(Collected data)
______________________________

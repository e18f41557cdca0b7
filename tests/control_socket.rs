//! End-to-end tests over a real control socket.

use std::os::unix::fs::PermissionsExt;
use std::path::{Path, PathBuf};
use std::sync::Arc;
use std::time::Duration;

use meshctl::config::Route;
use meshctl::control::{Response, MAX_REQUEST_LINE, SOCKET_MODE};
use meshctl::{
    ClientError, Connection, ControlClient, ControlService, ControlSocket, Identity, MeshState,
    MeshView, PeerIdentity, RerouteTable, RouteAction, SocketError, Topology,
};
use tokio::io::{AsyncBufReadExt, AsyncWriteExt, BufReader};
use tokio::net::UnixStream;
use tokio::sync::watch;
use tokio::task::JoinHandle;

struct Daemon {
    path: PathBuf,
    mesh: Arc<MeshState>,
    peer_a: PeerIdentity,
    peer_b: PeerIdentity,
    shutdown: watch::Sender<bool>,
    task: JoinHandle<()>,
    _dir: tempfile::TempDir,
}

impl Daemon {
    /// routes = [10.0.0.0/24 -> A], peers = [A, B]
    fn start() -> Self {
        let dir = tempfile::tempdir().unwrap();
        let path = dir.path().join("run").join("control.sock");

        let peer_a = Identity::generate().peer_identity();
        let peer_b = Identity::generate().peer_identity();
        let topology = Topology::new(
            vec![peer_a, peer_b],
            vec![Route {
                network: "10.0.0.0/24".parse().unwrap(),
                target: peer_a,
            }],
        )
        .unwrap();
        let mesh = Arc::new(MeshState::new(Identity::generate().peer_identity()));
        let service = Arc::new(ControlService::new(
            Arc::clone(&mesh) as Arc<dyn MeshView>,
            Arc::new(topology),
            Arc::new(RerouteTable::new()),
        ));

        let socket = ControlSocket::bind_path(&path).unwrap();
        let (shutdown, shutdown_rx) = watch::channel(false);
        let task = tokio::spawn(socket.run(service, shutdown_rx));

        Self {
            path,
            mesh,
            peer_a,
            peer_b,
            shutdown,
            task,
            _dir: dir,
        }
    }

    async fn client(&self) -> ControlClient {
        ControlClient::connect(&self.path).await.unwrap()
    }

    /// Signal shutdown and wait for the accept loop to finish.
    async fn stop(self) {
        self.shutdown.send(true).unwrap();
        tokio::time::timeout(Duration::from_secs(5), self.task)
            .await
            .expect("accept loop did not stop")
            .unwrap();
        assert!(!self.path.exists(), "socket file left behind");
        assert!(matches!(
            ControlClient::connect(&self.path).await,
            Err(ClientError::Connect { .. })
        ));
    }
}

fn remote_code(result: Result<impl std::fmt::Debug, ClientError>) -> String {
    match result {
        Err(ClientError::Remote { code, .. }) => code,
        other => panic!("expected remote error, got {:?}", other),
    }
}

fn mode(path: &Path) -> u32 {
    std::fs::metadata(path).unwrap().permissions().mode() & 0o777
}

#[tokio::test]
async fn test_socket_mode() {
    let daemon = Daemon::start();
    assert_eq!(mode(&daemon.path), SOCKET_MODE);
    daemon.stop().await;
}

#[tokio::test]
async fn test_relay_show_reset_over_socket() {
    let daemon = Daemon::start();
    let mut client = daemon.client().await;
    let peer_b = daemon.peer_b.npub();

    let reply = client
        .route(RouteAction::Relay, ["10.0.0.0/24", peer_b.as_str()])
        .await
        .unwrap();
    assert!(reply.routes.is_empty());

    let shown = client.route(RouteAction::Show, Vec::<String>::new()).await.unwrap();
    assert_eq!(shown.routes.len(), 1);
    let route = &shown.routes[0];
    assert_eq!(route.network.to_string(), "10.0.0.0/24");
    assert_eq!(route.target, daemon.peer_a);
    assert_eq!(route.relay, daemon.peer_b);
    assert!(route.is_relay);

    client.route(RouteAction::Reset, ["all"]).await.unwrap();

    let shown = client.route(RouteAction::Show, Vec::<String>::new()).await.unwrap();
    assert_eq!(shown.routes[0].relay, daemon.peer_a);
    assert!(!shown.routes[0].is_relay);

    daemon.stop().await;
}

#[tokio::test]
async fn test_route_errors_over_socket() {
    let daemon = Daemon::start();
    let mut client = daemon.client().await;
    let peer_b = daemon.peer_b.npub();

    let result = client
        .route(RouteAction::Relay, ["10.0.1.0/24", peer_b.as_str()])
        .await;
    assert_eq!(remote_code(result), "unknown_network");

    let result = client.route(RouteAction::Relay, ["x"]).await;
    match result {
        Err(ClientError::Remote { code, message }) => {
            assert_eq!(code, "argument_count");
            assert_eq!(message, "expected exactly 2 arguments, got 1");
        }
        other => panic!("expected argument count error, got {:?}", other),
    }

    let result = client.route(RouteAction::Unknown, Vec::<String>::new()).await;
    assert_eq!(remote_code(result), "unknown_action");

    // The session survives errors and nothing was changed.
    let shown = client.route(RouteAction::Show, Vec::<String>::new()).await.unwrap();
    assert!(!shown.routes[0].is_relay);

    daemon.stop().await;
}

#[tokio::test]
async fn test_status_and_peers_over_socket() {
    let daemon = Daemon::start();
    daemon
        .mesh
        .add_connection(Connection::new("udp/192.0.2.1:4000", daemon.peer_a));
    daemon.mesh.record_rtt(&daemon.peer_a, Duration::from_millis(20));
    daemon.mesh.set_listen_addrs(vec!["udp/0.0.0.0:4000".to_string()]);

    let mut client = daemon.client().await;

    let status = client.status().await.unwrap();
    assert_eq!(status.local_id, daemon.mesh.local_identity());
    assert_eq!(status.total_connections, 1);
    assert_eq!(status.connected_peers, 1);
    assert_eq!(status.configured_peers, 2);
    assert_eq!(status.peer_connections.len(), 1);
    assert_eq!(status.peer_connections[0].peer, daemon.peer_a);
    assert_eq!(status.peer_connections[0].latency, Duration::from_millis(20));
    assert_eq!(status.listen_addrs, vec!["udp/0.0.0.0:4000".to_string()]);

    let peers = client.peers().await.unwrap();
    assert_eq!(peers.connections.len(), 1);
    assert_eq!(peers.connections[0].address, "udp/192.0.2.1:4000");

    daemon.stop().await;
}

#[tokio::test]
async fn test_malformed_line_gets_bad_request() {
    let daemon = Daemon::start();
    let stream = UnixStream::connect(&daemon.path).await.unwrap();
    let (reader, mut writer) = stream.into_split();
    let mut lines = BufReader::new(reader).lines();

    writer.write_all(b"not json\n").await.unwrap();
    let line = lines.next_line().await.unwrap().unwrap();
    match serde_json::from_str::<Response>(&line).unwrap() {
        Response::Error { code, .. } => assert_eq!(code, "bad_request"),
        other => panic!("expected error response, got {:?}", other),
    }

    writer.write_all(b"{\"method\":\"peers\"}\n").await.unwrap();
    let line = lines.next_line().await.unwrap().unwrap();
    assert!(serde_json::from_str::<Response>(&line).unwrap().is_ok());

    daemon.stop().await;
}

#[tokio::test]
async fn test_oversized_line_gets_bad_request() {
    let daemon = Daemon::start();
    let stream = UnixStream::connect(&daemon.path).await.unwrap();
    let (reader, mut writer) = stream.into_split();
    let mut lines = BufReader::new(reader).lines();

    let mut oversized = vec![b' '; MAX_REQUEST_LINE * 4];
    oversized.push(b'\n');
    writer.write_all(&oversized).await.unwrap();
    let line = lines.next_line().await.unwrap().unwrap();
    match serde_json::from_str::<Response>(&line).unwrap() {
        Response::Error { code, message } => {
            assert_eq!(code, "bad_request");
            assert!(message.contains("exceeds"), "{message}");
        }
        other => panic!("expected error response, got {:?}", other),
    }

    // Exactly one response for the oversized line, then normal service.
    writer.write_all(b"{\"method\":\"status\"}\n").await.unwrap();
    let line = lines.next_line().await.unwrap().unwrap();
    assert!(serde_json::from_str::<Response>(&line).unwrap().is_ok());

    daemon.stop().await;
}

#[tokio::test]
async fn test_concurrent_sessions() {
    let daemon = Daemon::start();
    let mut first = daemon.client().await;
    let mut second = daemon.client().await;
    let peer_b = daemon.peer_b.npub();

    first
        .route(RouteAction::Relay, ["all", peer_b.as_str()])
        .await
        .unwrap();
    let shown = second.route(RouteAction::Show, Vec::<String>::new()).await.unwrap();
    assert_eq!(shown.routes[0].relay, daemon.peer_b);

    daemon.stop().await;
}

#[tokio::test]
async fn test_shutdown_with_open_session() {
    let daemon = Daemon::start();
    let mut client = daemon.client().await;
    client.status().await.unwrap();
    let path = daemon.path.clone();

    daemon.stop().await;
    assert!(!path.exists());
}

#[tokio::test]
async fn test_dropped_sender_stops_accept_loop() {
    let daemon = Daemon::start();
    let Daemon {
        path,
        shutdown,
        task,
        _dir,
        ..
    } = daemon;
    drop(shutdown);
    tokio::time::timeout(Duration::from_secs(5), task)
        .await
        .expect("accept loop did not stop")
        .unwrap();
    assert!(!path.exists());
}

#[tokio::test]
async fn test_live_socket_not_replaced() {
    let daemon = Daemon::start();
    let result = ControlSocket::bind_path(&daemon.path);
    assert!(matches!(result, Err(SocketError::AddrInUse(_))));

    // The running daemon still answers.
    let mut client = daemon.client().await;
    client.peers().await.unwrap();

    daemon.stop().await;
}

#[tokio::test]
async fn test_stale_socket_replaced() {
    let dir = tempfile::tempdir().unwrap();
    let path = dir.path().join("control.sock");
    drop(std::os::unix::net::UnixListener::bind(&path).unwrap());
    assert!(path.exists());

    let socket = ControlSocket::bind_path(&path).unwrap();
    assert_eq!(socket.path(), path.as_path());
    assert_eq!(mode(&path), SOCKET_MODE);

    drop(socket);
    assert!(!path.exists());
}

______________________________

**WHAT TO WORK ON:**
Your output should consist solely of the lines from the beginning of the entries through the line containing "use meshctl::config::Route;", reproduced exactly.

**RESULT:**
repository e18f41557cdca0b7
filename tests/control_socket.rs
//! End-to-end tests over a real control socket.

use std::os::unix::fs::PermissionsExt;
use std::path::{Path, PathBuf};
use std::sync::Arc;
use std::time::Duration;

use meshctl::config::Route;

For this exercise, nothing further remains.